Creating Analytical Project with MAQL DDL

Related Tags: maql ldm best practices

In this article we are going to show you data modeling within GoodData platform using our REST API. We are going to explain relationship between the Logical Data Model (LDM), Physical Data Model (PDM) and MAQL DDL language. MAQL DDL is GoodData proprietary data definition language and we outline its basic concepts and usage in this article.

The LDM (Logical Data Model) is necessary for creating your reports. It consists of attributes and facts that GoodData users add to their reports.

The PDM (Physical Data Model) is used for the data storage and query. It is de-facto a DBMS schema (tables, columns, primary/foreign keys etc.).

The DLI (Data Loading Interface) or SLI (Single Loading Interface) are used for loading data to the GoodData projects.

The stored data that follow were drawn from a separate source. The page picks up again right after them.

//! # Main Memory Tests
//!
//! Bounds checking on every access path and write-through behaviour of
//! stores under each cache mode.

use mipsim_core::SimError;
use mipsim_core::common::Word;
use mipsim_core::core::units::cache::{Cache, CacheMode};
use mipsim_core::soc::memory::Memory;
use proptest::prelude::*;
use rstest::rstest;

#[test]
fn default_capacity_and_contents() {
    let mem = Memory::default();
    assert_eq!(mem.capacity(), 1024);
    assert_eq!(mem.peek(0).unwrap(), &Word::Data(0));
    assert_eq!(mem.peek(1023).unwrap(), &Word::Data(0));
}

#[rstest]
#[case(-1)]
#[case(16)]
#[case(i64::MAX)]
#[case(i64::MIN)]
fn every_path_rejects_out_of_range(#[case] address: i64) {
    let mut mem = Memory::new(16);
    let mut cache = Cache::new(CacheMode::On);
    assert!(!mem.in_bounds(address));

    let oob = |r: &SimError| {
        matches!(r, SimError::OutOfBounds { address: a, capacity: 16 } if *a == address)
    };
    assert!(oob(&mem.load(address, &mut cache).unwrap_err()));
    assert!(oob(&mem.store(address, Word::Data(1), &mut cache).unwrap_err()));
    assert!(oob(&mem.peek(address).unwrap_err()));
    assert!(oob(&mem.poke(address, Word::Data(1)).unwrap_err()));
    assert!(cache.is_empty());
}

#[test]
fn boundary_addresses_are_valid() {
    let mem = Memory::new(16);
    assert!(mem.in_bounds(0));
    assert!(mem.in_bounds(15));
}

#[test]
fn zero_capacity_memory_rejects_everything() {
    let mem = Memory::new(0);
    assert!(!mem.in_bounds(0));
}

#[test]
fn store_is_write_through_when_cache_on() {
    let mut mem = Memory::new(8);
    let mut cache = Cache::new(CacheMode::On);
    mem.store(2, Word::from("ADD,R1,R2,R3"), &mut cache).unwrap();

    assert_eq!(mem.peek(2).unwrap(), &Word::from("ADD,R1,R2,R3"));
    assert!(cache.contains(2));
    assert_eq!(mem.load(2, &mut cache).unwrap(), Word::from("ADD,R1,R2,R3"));
    assert_eq!((cache.hits, cache.misses), (1, 0));
}

#[test]
fn store_with_cache_off_leaves_cache_empty() {
    let mut mem = Memory::new(8);
    let mut cache = Cache::new(CacheMode::Off);
    mem.store(2, Word::Data(11), &mut cache).unwrap();
    assert_eq!(mem.peek(2).unwrap(), &Word::Data(11));
    assert!(cache.is_empty());
}

#[test]
fn store_overwrites_cached_entry() {
    let mut mem = Memory::new(8);
    let mut cache = Cache::new(CacheMode::On);
    mem.store(4, Word::Data(1), &mut cache).unwrap();
    mem.store(4, Word::Data(2), &mut cache).unwrap();
    assert_eq!(mem.load(4, &mut cache).unwrap(), Word::Data(2));
    assert_eq!(cache.len(), 1);
}

#[test]
fn poke_bypasses_cache() {
    let mut mem = Memory::new(8);
    mem.poke(5, Word::Data(3)).unwrap();
    assert_eq!(mem.peek(5).unwrap(), &Word::Data(3));
}

const PROP_CAPACITY: i64 = 64;

proptest! {
    #[test]
    fn store_then_load_returns_value(
        addr in 0..PROP_CAPACITY,
        v in any::<i32>(),
        on in any::<bool>(),
    ) {
        let mut mem = Memory::new(PROP_CAPACITY as usize);
        let mode = if on { CacheMode::On } else { CacheMode::Off };
        let mut cache = Cache::new(mode);

        mem.store(addr, Word::Data(v), &mut cache).unwrap();
        prop_assert_eq!(mem.load(addr, &mut cache).unwrap(), Word::Data(v));
        prop_assert_eq!(mem.peek(addr).unwrap(), &Word::Data(v));
        if on {
            prop_assert!(cache.contains(addr as usize));
        } else {
            prop_assert!(cache.is_empty());
            prop_assert_eq!((cache.hits, cache.misses), (0, 0));
        }
    }

    #[test]
    fn later_store_wins_under_either_mode(
        addr in 0..PROP_CAPACITY,
        first in any::<i32>(),
        second in any::<i32>(),
        on in any::<bool>(),
    ) {
        let mut mem = Memory::new(PROP_CAPACITY as usize);
        let mode = if on { CacheMode::On } else { CacheMode::Off };
        let mut cache = Cache::new(mode);

        mem.store(addr, Word::Data(first), &mut cache).unwrap();
        let _ = mem.load(addr, &mut cache).unwrap();
        mem.store(addr, Word::Data(second), &mut cache).unwrap();
        prop_assert_eq!(mem.load(addr, &mut cache).unwrap(), Word::Data(second));
    }
}
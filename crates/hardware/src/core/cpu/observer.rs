//! Execution Observers.
//!
//! The processor reports what it does through the `ExecutionObserver` trait so
//! that front ends can print register dumps or cache notifications without the
//! core doing any I/O itself. Every method has an empty default; `()` is the
//! observer that ignores everything.

use crate::common::reg::RegisterSnapshot;
use crate::core::units::cache::CacheControl;
use crate::isa::Instruction;

/// Receives processor events during `Processor::run_with`.
pub trait ExecutionObserver {
    /// Called after every executed (non-halt) instruction.
    ///
    /// `pc` is the address the instruction was fetched from; `regs` is the
    /// register state after it executed.
    fn on_retire(&mut self, pc: i64, instruction: &Instruction, regs: &RegisterSnapshot) {
        let _ = (pc, instruction, regs);
    }

    /// Called when a `CACHE` instruction takes effect, before `on_retire`.
    fn on_cache_control(&mut self, control: CacheControl) {
        let _ = control;
    }

    /// Called once when the processor halts, with the PC of the halt record.
    fn on_halt(&mut self, pc: i64) {
        let _ = pc;
    }
}

impl ExecutionObserver for () {}
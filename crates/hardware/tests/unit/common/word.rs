//! # Word and Error Tests

use mipsim_core::SimError;
use mipsim_core::common::Word;

#[test]
fn default_word_is_halt_sentinel() {
    assert_eq!(Word::default(), Word::Data(0));
    assert!(Word::default().is_halt_sentinel());
}

#[test]
fn only_data_zero_is_the_sentinel() {
    assert!(!Word::Data(1).is_halt_sentinel());
    assert!(!Word::from("0").is_halt_sentinel());
    assert!(!Word::from("HALT").is_halt_sentinel());
}

#[test]
fn display_renders_payload() {
    assert_eq!(Word::Data(-4).to_string(), "-4");
    assert_eq!(Word::from("ADD,R1,R2,R3").to_string(), "ADD,R1,R2,R3");
}

#[test]
fn as_data_only_for_integers() {
    assert_eq!(Word::Data(9).as_data(), Some(9));
    assert_eq!(Word::from("J,1").as_data(), None);
}

#[test]
fn error_messages_name_the_offending_value() {
    let e = SimError::ProgramCounterOutOfBounds {
        pc: 2048,
        capacity: 1024,
    };
    assert!(e.to_string().contains("2048"));
    assert!(SimError::InvalidCacheCode(7).to_string().contains('7'));
    assert!(SimError::UnknownRegister("R40".into()).to_string().contains("R40"));
}
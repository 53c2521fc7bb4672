//! Configuration system for the simulator.
//!
//! This module defines the configuration structures used to parameterize
//! the simulator. It provides:
//! 1. **Defaults:** Baseline constants (memory size, start PC, cache state).
//! 2. **Structures:** Hierarchical config for general, memory and cache settings.
//!
//! Configuration is supplied as JSON (`Config::from_json`) or built with `Config::default()`.
//! Every field is optional in JSON; missing fields take the default.

use std::fs;
use std::path::Path;

use serde::Deserialize;

use crate::common::error::Result;

/// Default configuration constants for the simulator.
mod defaults {
    /// Main memory capacity in words.
    pub const MEMORY_WORDS: usize = 1024;

    /// Program counter at reset; programs are loaded from address 0.
    pub const START_PC: i64 = 0;
}

/// Root configuration structure.
///
/// # Examples
///
/// ```
/// use mipsim_core::config::Config;
///
/// let json = r#"{
///     "general": { "trace_instructions": true },
///     "memory": { "size_words": 64 },
///     "cache": { "enabled": true }
/// }"#;
///
/// let config = Config::from_json(json).unwrap();
/// assert!(config.general.trace_instructions);
/// assert_eq!(config.memory.size_words, 64);
/// assert!(config.cache.enabled);
/// assert_eq!(config.general.start_pc, 0);
/// ```
#[derive(Debug, Clone, Default, Deserialize)]
#[serde(default)]
pub struct Config {
    /// General simulation settings
    pub general: GeneralConfig,
    /// Main memory configuration
    pub memory: MemoryConfig,
    /// Cache configuration
    pub cache: CacheConfig,
}

impl Config {
    /// Parses a JSON configuration document.
    ///
    /// # Errors
    ///
    /// `SimError::Config` if the document is malformed or has mistyped fields.
    pub fn from_json(json: &str) -> Result<Self> {
        Ok(serde_json::from_str(json)?)
    }

    /// Reads and parses a JSON configuration file.
    ///
    /// # Errors
    ///
    /// `SimError::Io` if the file cannot be read, `SimError::Config` if it does not parse.
    pub fn from_file(path: impl AsRef<Path>) -> Result<Self> {
        let text = fs::read_to_string(path)?;
        Self::from_json(&text)
    }
}

/// General simulation settings and options.
#[derive(Debug, Clone, Deserialize)]
#[serde(default)]
pub struct GeneralConfig {
    /// Log every fetched instruction at `info` level instead of `debug`.
    pub trace_instructions: bool,

    /// Initial PC value (word address).
    pub start_pc: i64,
}

impl Default for GeneralConfig {
    fn default() -> Self {
        Self {
            trace_instructions: false,
            start_pc: defaults::START_PC,
        }
    }
}

/// Main memory configuration.
#[derive(Debug, Clone, Deserialize)]
#[serde(default)]
pub struct MemoryConfig {
    /// Capacity in words.
    pub size_words: usize,
}

impl Default for MemoryConfig {
    fn default() -> Self {
        Self {
            size_words: defaults::MEMORY_WORDS,
        }
    }
}

/// Cache configuration.
#[derive(Debug, Clone, Default, Deserialize)]
#[serde(default)]
pub struct CacheConfig {
    /// Whether the cache starts in ON mode. Programs normally switch it with `CACHE,1`.
    pub enabled: bool,
}
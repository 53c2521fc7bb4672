//! Processor Definition and Run Loop.
//!
//! This module defines the central `Processor` structure, which owns the entire
//! machine state and drives the fetch-decode-execute cycle. It coordinates:
//! 1. **State Management:** Registers, program counter, memory and the processor context.
//! 2. **Run Loop:** Fetch at PC, decode, halt or execute, advance PC.
//! 3. **Observability:** Tracing, statistics and `ExecutionObserver` callbacks.
//!
//! The loop is a two-state machine: RUNNING until a halt record is fetched,
//! then HALTED for good. Any error stops the loop and is returned unchanged.

/// Processor-wide control state shared with memory and the executor.
pub mod context;

/// Instruction dispatch.
pub mod execution;

/// Program loading and instruction fetch.
pub mod memory;

/// Execution event callbacks.
pub mod observer;

use tracing::{debug, info};

use self::context::ProcessorContext;
use self::execution::{Executor, Flow};
use self::observer::ExecutionObserver;
use crate::common::error::Result;
use crate::common::reg::RegisterFile;
use crate::config::Config;
use crate::core::units::cache::CacheMode;
use crate::isa::Instruction;
use crate::soc::memory::Memory;
use crate::stats::SimStats;

/// Result of a single `Processor::step`.
#[derive(Clone, Debug, PartialEq, Eq)]
pub enum StepOutcome {
    /// An instruction fetched from `pc` was executed.
    Retired {
        /// Address the instruction was fetched from.
        pc: i64,
        /// The executed instruction.
        instruction: Instruction,
    },
    /// The processor is halted; nothing was executed.
    Halted,
}

/// The emulated processor: owns registers, memory, cache state and the halt flag.
#[derive(Debug)]
pub struct Processor {
    /// General-purpose registers and program counter.
    pub regs: RegisterFile,
    /// Main memory.
    pub memory: Memory,
    /// Cache and halt flag.
    pub ctx: ProcessorContext,
    /// Performance statistics.
    pub stats: SimStats,
    /// Log each instruction at `info` instead of `debug`.
    pub trace: bool,
}

impl Processor {
    /// Creates a processor from `config`: zeroed registers, zeroed memory of
    /// `memory.size_words` words, PC at `general.start_pc`.
    pub fn new(config: &Config) -> Self {
        let mode = if config.cache.enabled {
            CacheMode::On
        } else {
            CacheMode::Off
        };
        let mut regs = RegisterFile::new();
        regs.set_pc(config.general.start_pc);

        Self {
            regs,
            memory: Memory::new(config.memory.size_words),
            ctx: ProcessorContext::new(mode),
            stats: SimStats::default(),
            trace: config.general.trace_instructions,
        }
    }

    /// Returns `true` once a halt record has been fetched.
    pub const fn is_halted(&self) -> bool {
        self.ctx.halted
    }

    /// Runs one fetch-decode-execute cycle.
    ///
    /// # Errors
    ///
    /// Any fetch, decode or execute error; the PC is left at the faulting
    /// instruction.
    pub fn step(&mut self) -> Result<StepOutcome> {
        self.step_with(&mut ())
    }

    /// Runs one cycle, reporting events to `observer`.
    ///
    /// # Errors
    ///
    /// Same as [`Processor::step`].
    pub fn step_with<O>(&mut self, observer: &mut O) -> Result<StepOutcome>
    where
        O: ExecutionObserver + ?Sized,
    {
        if self.ctx.halted {
            return Ok(StepOutcome::Halted);
        }

        let pc = self.regs.pc();
        let word = self.fetch()?;
        self.stats.sync_cache(&self.ctx.cache);
        let instruction = Instruction::decode(&word)?;

        if instruction.is_halt() {
            self.ctx.halted = true;
            info!(pc, "halted");
            observer.on_halt(pc);
            return Ok(StepOutcome::Halted);
        }

        if self.trace {
            info!(pc, %instruction, "execute");
        } else {
            debug!(pc, %instruction, "execute");
        }

        let flow = Executor::new(&mut self.regs, &mut self.ctx).execute(&instruction)?;
        if flow == Flow::Next {
            self.regs.set_pc(pc + 1);
        }

        self.stats.record(&instruction);
        if let Instruction::Cache { control } = &instruction {
            observer.on_cache_control(*control);
        }
        observer.on_retire(pc, &instruction, &self.regs.snapshot());

        Ok(StepOutcome::Retired { pc, instruction })
    }

    /// Runs until halted.
    ///
    /// # Errors
    ///
    /// The first error raised by any cycle; execution stops there.
    pub fn run(&mut self) -> Result<()> {
        self.run_with(&mut ())
    }

    /// Runs until halted, reporting events to `observer`.
    ///
    /// # Errors
    ///
    /// The first error raised by any cycle; execution stops there.
    pub fn run_with<O>(&mut self, observer: &mut O) -> Result<()>
    where
        O: ExecutionObserver + ?Sized,
    {
        while !self.ctx.halted {
            let _ = self.step_with(observer)?;
        }
        Ok(())
    }

    /// Dumps the register file to stderr.
    pub fn dump_state(&self) {
        self.regs.dump();
        eprintln!(
            "Cache: {:?} ({} entries), halted={}",
            self.ctx.cache.mode(),
            self.ctx.cache.len(),
            self.ctx.halted
        );
    }
}

impl Default for Processor {
    fn default() -> Self {
        Self::new(&Config::default())
    }
}
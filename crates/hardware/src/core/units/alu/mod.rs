//! Arithmetic Logic Unit (ALU).
//!
//! This module implements the integer ALU used by the executor. Every
//! operation is pure and works on signed 32-bit words with two's-complement
//! wraparound; overflow never traps and never panics.
//!
//! Operations are organized into submodules by category:
//! - [`arithmetic`]: Add, Sub (and Addi, which is Add with an immediate)
//! - [`logic`]:      Slt

/// Integer arithmetic operations (add, subtract).
pub mod arithmetic;

/// Comparison operations (set-less-than).
pub mod logic;

/// Integer ALU operation selector.
#[derive(Clone, Copy, Debug, PartialEq, Eq)]
pub enum AluOp {
    /// Wrapping addition.
    Add,
    /// Wrapping subtraction.
    Sub,
    /// Signed set-less-than (1 or 0).
    Slt,
}

/// Arithmetic Logic Unit (ALU) for integer operations.
#[derive(Debug)]
pub struct Alu;

impl Alu {
    /// Executes an integer ALU operation.
    ///
    /// # Examples
    ///
    /// ```
    /// use mipsim_core::core::units::alu::{Alu, AluOp};
    ///
    /// assert_eq!(Alu::execute(AluOp::Add, 42, 8), 50);
    /// assert_eq!(Alu::execute(AluOp::Add, i32::MAX, 1), i32::MIN); // wraps
    /// assert_eq!(Alu::execute(AluOp::Sub, 5, 10), -5);
    /// assert_eq!(Alu::execute(AluOp::Slt, -5, 10), 1);
    /// ```
    pub const fn execute(op: AluOp, a: i32, b: i32) -> i32 {
        match op {
            AluOp::Add | AluOp::Sub => arithmetic::execute(op, a, b),
            AluOp::Slt => logic::execute(op, a, b),
        }
    }

    /// `a + b`, wrapping.
    pub const fn add(a: i32, b: i32) -> i32 {
        Self::execute(AluOp::Add, a, b)
    }

    /// `a - b`, wrapping.
    pub const fn sub(a: i32, b: i32) -> i32 {
        Self::execute(AluOp::Sub, a, b)
    }

    /// `a + imm`, wrapping. Same datapath as `add`.
    pub const fn addi(a: i32, imm: i32) -> i32 {
        Self::execute(AluOp::Add, a, imm)
    }

    /// `1` if `a < b` (signed), else `0`.
    pub const fn slt(a: i32, b: i32) -> i32 {
        Self::execute(AluOp::Slt, a, b)
    }
}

LDM describes the logical structure of organization’s data in terms like datasets, attributes and facts. Most analytical tools and platforms will force you to develop both LDM and PDM that are perfectly aligned. Unlike the average tools, GoodData interface with user only via the LDM. The corresponding PDM and DLI (SLI respectively) are automatically generated from the LDM. The logical data model can be created and modified easily thanks to the MAQL DDL language statements.

Creating Simple Model

Suppose we want to model simple dataset with employees with their salaries and departments. Every employee is in one department, but a department may have more employees. To model such a situation we put these two attributes into single dataset hierarchy (see the picture). To generate this piece of model we use the following MAQL DDL:

CREATE DATASET {ds.hrdemo} VISUAL (TITLE "HR Demo", DESCRIPTION "Dataset with basic attributes and facts from HR Demo model");

CREATE FACT {fact.employee.salary} VISUAL (TITLE "Salary", DESCRIPTION "Employee's monthly salary") AS {hr_empl.f_salary};

CREATE ATTRIBUTE {attr.employee} VISUAL (TITLE "Employee") AS KEYS {hr_empl.id_empl} PRIMARY
  WITH LABELS {lbl.employee.ssn} VISUAL (TITLE "Employee SSN") AS {hr_empl.nm_ssn},
  {lbl.employee.fullname} VISUAL (TITLE "Employee Full Name") AS {hr_empl.nm_fullname};

CREATE ATTRIBUTE {attr.department} VISUAL (TITLE "Department") AS KEYS {hr_dept.id_dept} PRIMARY, {hr_empl.id_dept_fk}
  WITH LABELS {lbl.department.name} VISUAL (TITLE "Department") AS {hr_dept.nm_deptname};

ALTER DATASET {ds.hrdemo} ADD {attr.department}, {attr.employee}, {fact.employee.salary};

SYNCHRONIZE {ds.hrdemo};

Logical Data Model

The physical representation of the previous example is very simple. The names of tables and columns are derived from identifiers mentioned in the MAQL DDL commands. Every attribute has its own table with columns containing primary key of the attribute, foreign key to related attributes, textual labels, and facts. The keys in MAQL DDL define relationships among attributes. The figure below outlines the PDM that has been automatically generated from the LDM above.

Physical Data Model

The last piece of the puzzle is the DLI that is necessary for data loading. Alternatively you may use SLI providing a special feature: you don’t have to load primary keys of the attributes, since these are generated automaticaly in GoodData platform. In addition these identifiers are persistent and any string will always get the same ID. Both DLI and SLI APIs provide templates of self-describing packages which are possible to load to the platform. The data package is a ZIP archive that contains the data (delimited file) and a manifest that describes how the data map to the project’s LDM and PDM. The figure below shows the data file only. As you can see this is de-normalized (flattened d_employee_department and f_employee PDM tables) version of the PDM.

Data Template

Now, we are going to inspect the MAQL DDL statements that created the LDM above. We have created the “HR Demo” dataset with the Department and Employee attributes and the Salary fact.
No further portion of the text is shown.